S'agissant de la branche maladie, le renforcement du dispositif de contrôle interne s'est poursuivi. Les travaux menés sur le contrôle de l'ouverture des droits au titre de la protection universelle maladie (Puma), des prestations soumises à accord préalable, des avis d'arrêt de travail ont montré que des faiblesses subsistent. En particulier, l'intégration des services de contrôle médical dans le dispositif de contrôle interne reste insuffisante. Enfin, comme je l'ai dit, le risque financier résiduel demeure à un niveau important même si cela est essentiellement lié à des facteurs conjoncturels.

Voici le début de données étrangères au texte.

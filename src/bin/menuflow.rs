//! Menuflow CLI Binary
//!
//! Console front end for the menu state machine: an interactive demo menu plus
//! configuration and id-classification helpers.

use clap::{Parser, Subcommand};
use menuflow::action_id::IdClassifier;
use menuflow::collector::{self, Activation, CollectorOptions};
use menuflow::config::{ConfigLoader, MenuflowConfig};
use menuflow::error::MenuError;
use menuflow::frame::{ActionRow, ButtonStyle, Control, Embed, Frame};
use menuflow::logging::{init_logging, LoggingConfig};
use menuflow::menu::{ForwardOptions, MenuManager, MenuOptions, Navigation};
use menuflow::number_block::NumberBlock;
use menuflow::pager::PageContents;
use menuflow::render::{ConsoleTransport, MessageTransport, SendTarget};
use std::io::IsTerminal;
use std::path::PathBuf;
use std::process;
use std::sync::Arc;
use tokio::io::AsyncBufReadExt;
use tracing::{error, info, warn};

const CATALOG_PAGER: &str = "catalog";
const AMOUNT_BLOCK: &str = "amount";

#[derive(Parser, Debug)]
#[command(name = "menuflow")]
#[command(about = "Frame-stack menus for interactive messages")]
struct Cli {
    /// Configuration file (overrides the user config file)
    #[arg(long, global = true)]
    config: Option<PathBuf>,

    /// Log level: trace, debug, info, warn, error, off
    #[arg(long, global = true)]
    log_level: Option<String>,

    /// Log format: text or json
    #[arg(long, global = true)]
    log_format: Option<String>,

    /// Shorthand for --log-level debug
    #[arg(short, long, global = true)]
    verbose: bool,

    #[command(subcommand)]
    command: Commands,
}

#[derive(Subcommand, Debug)]
enum Commands {
    /// Run an interactive menu on the console. Each input line is "<id>" or "<user> <id>".
    Demo {
        /// User who opens the menu
        #[arg(long, default_value = "console")]
        user: String,
    },
    /// Print the effective configuration as TOML
    Config {
        /// Print JSON instead
        #[arg(long)]
        json: bool,
    },
    /// Print how each id is classified with no pager injected
    Classify {
        #[arg(required = true)]
        ids: Vec<String>,
    },
}

fn main() {
    let cli = Cli::parse();

    let config = match ConfigLoader::load(cli.config.as_deref()) {
        Ok(config) => config,
        Err(e) => {
            eprintln!("Failed to load configuration: {}", e);
            process::exit(1);
        }
    };

    let logging_config = build_logging_config(&cli, &config);
    if let Err(e) = init_logging(Some(&logging_config)) {
        eprintln!("Failed to initialize logging: {}", e);
        process::exit(1);
    }

    info!("Menuflow CLI starting");

    match execute(&cli.command, &config) {
        Ok(()) => info!("Command completed successfully"),
        Err(e) => {
            error!("Command failed: {}", e);
            eprintln!("Error: {}", e);
            process::exit(1);
        }
    }
}

/// Config file logging settings with CLI flags layered on top.
fn build_logging_config(cli: &Cli, config: &MenuflowConfig) -> LoggingConfig {
    let mut logging = config.logging.clone();
    if cli.verbose {
        logging.level = "debug".to_string();
    }
    if let Some(ref level) = cli.log_level {
        logging.level = level.clone();
    }
    if let Some(ref format) = cli.log_format {
        logging.format = format.clone();
    }
    logging
}

fn execute(command: &Commands, config: &MenuflowConfig) -> Result<(), MenuError> {
    match command {
        Commands::Config { json: false } => {
            print!("{}", config.to_toml()?);
            Ok(())
        }
        Commands::Config { json: true } => {
            let text = serde_json::to_string_pretty(config).map_err(|e| {
                MenuError::ConfigError(format!("Failed to render config: {}", e))
            })?;
            println!("{}", text);
            Ok(())
        }
        Commands::Classify { ids } => {
            let classifier = IdClassifier::new(config.menu.ignore_actions.iter().cloned());
            for id in ids {
                println!("{}\t{}", id, classifier.classify(id));
            }
            Ok(())
        }
        Commands::Demo { user } => {
            let runtime = tokio::runtime::Builder::new_current_thread()
                .enable_all()
                .build()
                .map_err(|e| MenuError::ConfigError(format!("Failed to start runtime: {}", e)))?;
            let result = runtime.block_on(run_demo(config, user));
            // The stdin reader may still be parked on a blocking read.
            runtime.shutdown_background();
            result
        }
    }
}

fn root_frame() -> Frame {
    Frame::text("Main menu").with_row(ActionRow::new(vec![
        Control::styled_button("open-catalog", "Catalog", ButtonStyle::Primary),
        Control::styled_button("open-amount", "Amount", ButtonStyle::Primary),
        Control::styled_button("cancel", "Close", ButtonStyle::Danger),
    ]))
}

fn catalog_frame() -> Frame {
    Frame::text("Catalog").with_row(ActionRow::new(vec![Control::styled_button(
        "back-catalog",
        "Back",
        ButtonStyle::Secondary,
    )]))
}

fn catalog_pages() -> PageContents {
    PageContents::from_embeds(
        ["Maps", "Tools", "Rations"]
            .iter()
            .enumerate()
            .map(|(i, title)| {
                Embed::titled(*title)
                    .with_description(format!("Aisle {}", i + 1))
                    .with_footer(format!("Page {} of 3", i + 1))
            })
            .collect(),
    )
}

fn amount_frame(block: &NumberBlock) -> Frame {
    Frame::text(format!("Amount: {}", block.total())).with_rows(block.rows().iter().cloned())
}

async fn run_demo(config: &MenuflowConfig, user: &str) -> Result<(), MenuError> {
    let transport: Arc<dyn MessageTransport> =
        Arc::new(ConsoleTransport::stdout(std::io::stdout().is_terminal()));
    let target = SendTarget::Channel {
        channel_id: "console".to_string(),
    };
    let mut menu = MenuManager::create(
        transport,
        &target,
        MenuOptions::from_settings(root_frame(), &config.menu),
    )
    .await?;
    menu.spawn_page_container(catalog_pages(), Some(CATALOG_PAGER))?;
    let mut block = NumberBlock::new(AMOUNT_BLOCK)?;

    let mut options = CollectorOptions::new(config.menu.time_limit());
    if !config.menu.same_user_only {
        options = options.with_filter(|_| true);
    }
    let (sender, mut collector) = collector::channel(user, options);
    menu.attach_collector(collector.handle());

    let default_user = user.to_string();
    tokio::spawn(async move {
        let mut lines = tokio::io::BufReader::new(tokio::io::stdin()).lines();
        while let Ok(Some(line)) = lines.next_line().await {
            let mut tokens = line.split_whitespace();
            let activation = match (tokens.next(), tokens.next()) {
                (Some(id), None) => Activation::new(id, default_user.as_str()),
                (Some(user), Some(id)) => Activation::new(id, user),
                _ => continue,
            };
            if !sender.send(activation) {
                break;
            }
        }
    });

    loop {
        let activation = match collector.next().await {
            Ok(activation) => activation,
            Err(end) => {
                info!(reason = ?end, "Demo collector ended");
                break;
            }
        };
        let id = activation.custom_id.as_str();

        if id == block.confirm_id() {
            println!("Confirmed amount: {}", block.total());
            menu.frame_backward().await?;
            continue;
        }
        if let Some(total) = block.evaluate(id) {
            println!("Amount: {}", total);
            continue;
        }

        match menu.handle_activation(id).await? {
            Navigation::Forward(next) => match next.as_str() {
                "open-catalog" => {
                    menu.frame_forward(catalog_frame(), ForwardOptions::with_pager(CATALOG_PAGER))
                        .await?
                }
                "open-amount" => {
                    menu.frame_forward(amount_frame(&block), ForwardOptions::default())
                        .await?
                }
                other => warn!(id = %other, "No frame bound to forward action"),
            },
            Navigation::Closed => break,
            Navigation::Paged { .. } | Navigation::Back { .. } | Navigation::Ignored => {}
        }
    }

    if !menu.is_destroyed() {
        menu.destroy().await?;
    }
    Ok(())
}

Sur la branche accidents du travail - maladies professionnelles nous faisons des observations voisines. Les progrès constatés ont permis de lever une partie des réserves même s'il existe encore des marges d'amélioration du contrôle interne.
Sur la branche famille, les dispositifs de contrôle interne des prestations légales conservent de grandes fragilités et le niveau de risque financier résiduel demeure élevé.
Sur la branche vieillesse, la Cour constate un renforcement du contrôle interne en matière de prestations extra-légales, notamment en matière d'action sanitaire et sociale. Le niveau de qualité de la liquidation des droits reste toutefois insatisfaisant et s'est légèrement dégradé, le taux d'incidence des erreurs étant passé de 0,87 % à 1,16 %. Les indicateurs de risque financier résiduel restent préoccupants.
Enfin, on constate également des marges d'amélioration des dispositifs de contrôle interne s'agissant de la branche recouvrement.